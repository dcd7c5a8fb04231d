//! Artifact store: save/load the four training artifacts to/from disk.

use crate::artifacts::serialization::{self, ArtifactKind};
use crate::config::RecommendationConfig;
use crate::error::{RecommenderError, Result};
use crate::model::NearestNeighbors;
use crate::pivot::PivotTable;
use crate::ratings::RatingsTable;
use serde::de::DeserializeOwned;
use serde::Serialize;
use std::fs;
use std::path::{Path, PathBuf};
use tracing::{debug, error, warn};

/// Reads and writes artifacts at the locations named by a
/// [`RecommendationConfig`]. Nothing is cached: every load hits the disk.
#[derive(Debug, Clone)]
pub struct ArtifactStore {
    config: RecommendationConfig,
}

impl ArtifactStore {
    pub fn new(config: RecommendationConfig) -> Self {
        Self { config }
    }

    pub fn config(&self) -> &RecommendationConfig {
        &self.config
    }

    pub fn save_model(&self, model: &NearestNeighbors) -> Result<()> {
        save(&self.config.trained_model_path, ArtifactKind::Model, model)
    }

    pub fn save_pivot(&self, pivot: &PivotTable) -> Result<()> {
        save(&self.config.book_pivot_path, ArtifactKind::BookPivot, pivot)
    }

    pub fn save_ratings(&self, ratings: &RatingsTable) -> Result<()> {
        save(&self.config.final_rating_path, ArtifactKind::FinalRating, ratings)
    }

    pub fn save_book_names(&self, names: &[String]) -> Result<()> {
        save(&self.config.book_names_path, ArtifactKind::BookNames, &names)
    }

    /// Write a human-readable summary next to the binary artifacts.
    pub fn save_manifest(&self, pivot: &PivotTable, ratings: &RatingsTable) -> Result<()> {
        let manifest = serde_json::json!({
            "format_version": serialization::FORMAT_VERSION,
            "books": pivot.len(),
            "users": pivot.users().len(),
            "ratings": ratings.len(),
        });
        let bytes = serde_json::to_vec_pretty(&manifest).map_err(|e| {
            RecommenderError::Unknown {
                context: "ArtifactStore::save_manifest".to_string(),
                source: Box::new(e),
            }
        })?;
        write_atomic(&self.config.manifest_path, &bytes)?;
        Ok(())
    }

    pub fn load_model(&self) -> Result<NearestNeighbors> {
        load(&self.config.trained_model_path, ArtifactKind::Model)
    }

    pub fn load_pivot(&self) -> Result<PivotTable> {
        load(&self.config.book_pivot_path, ArtifactKind::BookPivot)
    }

    pub fn load_ratings(&self) -> Result<RatingsTable> {
        load(&self.config.final_rating_path, ArtifactKind::FinalRating)
    }

    pub fn load_book_names(&self) -> Result<Vec<String>> {
        load(&self.config.book_names_path, ArtifactKind::BookNames)
    }

    /// Load the model together with the pivot table it was fit against.
    /// Their row counts must agree, otherwise neighbour indices would point
    /// at the wrong books, and so must their user counts, otherwise a pivot
    /// row cannot be compared against the model rows.
    pub fn load_model_and_pivot(&self) -> Result<(NearestNeighbors, PivotTable)> {
        let model = self.load_model()?;
        let pivot = self.load_pivot()?;

        if model.len() != pivot.len() {
            error!(
                model_rows = model.len(),
                pivot_rows = pivot.len(),
                "model and pivot table disagree on row count"
            );
            return Err(RecommenderError::ArtifactIncompatible {
                artifact: self.config.trained_model_path.display().to_string(),
                reason: format!(
                    "model was fit on {} rows but the pivot table has {}",
                    model.len(),
                    pivot.len()
                ),
            });
        }
        if !model.is_empty() && model.dimension() != pivot.users().len() {
            error!(
                model_users = model.dimension(),
                pivot_users = pivot.users().len(),
                "model and pivot table disagree on user count"
            );
            return Err(RecommenderError::ArtifactIncompatible {
                artifact: self.config.trained_model_path.display().to_string(),
                reason: format!(
                    "model was fit on {} users but the pivot table has {}",
                    model.dimension(),
                    pivot.users().len()
                ),
            });
        }
        Ok((model, pivot))
    }

    /// Whether the book-name list still matches the pivot index. A mismatch
    /// does not fail anything, but selections may not resolve exactly.
    pub fn check_book_names(&self, names: &[String], pivot: &PivotTable) -> bool {
        let consistent = names == pivot.titles();
        if !consistent {
            warn!(
                names = names.len(),
                pivot_rows = pivot.len(),
                "book name list is out of sync with the pivot table"
            );
        }
        consistent
    }
}

fn save<T: Serialize>(path: &Path, kind: ArtifactKind, value: &T) -> Result<()> {
    if let Some(parent) = path.parent() {
        fs::create_dir_all(parent)?;
    }
    let bytes = serialization::encode(kind, value)?;
    write_atomic(path, &bytes)?;
    debug!(path = %path.display(), bytes = bytes.len(), ?kind, "artifact saved");
    Ok(())
}

/// Write next to `path` and rename over it, so readers see either the old
/// file or the new one, never a partial write.
fn write_atomic(path: &Path, bytes: &[u8]) -> Result<()> {
    let tmp = tmp_path(path);
    fs::write(&tmp, bytes)?;
    if let Err(e) = fs::rename(&tmp, path) {
        let _ = fs::remove_file(&tmp);
        return Err(e.into());
    }
    Ok(())
}

fn tmp_path(path: &Path) -> PathBuf {
    let mut name = path.file_name().unwrap_or_default().to_os_string();
    name.push(".tmp");
    path.with_file_name(name)
}

fn load<T: DeserializeOwned>(path: &Path, kind: ArtifactKind) -> Result<T> {
    let bytes = fs::read(path)?;
    let name = path.display().to_string();
    serialization::decode(&name, kind, &bytes).map_err(|e| {
        error!(artifact = %name, error = %e, "artifact loading failed");
        e
    })
}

▶ WORK TO BE COMPLETED
In the listing above, find the line containing "not resolve exactly." and the line containing "ArtifactKind, value: &T)", then quote both, plus every line between them, exactly as written.

▶ OUTPUT BELOW
    /// does not fail anything, but selections may not resolve exactly.
    pub fn check_book_names(&self, names: &[String], pivot: &PivotTable) -> bool {
        let consistent = names == pivot.titles();
        if !consistent {
            warn!(
                names = names.len(),
                pivot_rows = pivot.len(),
                "book name list is out of sync with the pivot table"
            );
        }
        consistent
    }
}

fn save<T: Serialize>(path: &Path, kind: ArtifactKind, value: &T) -> Result<()> {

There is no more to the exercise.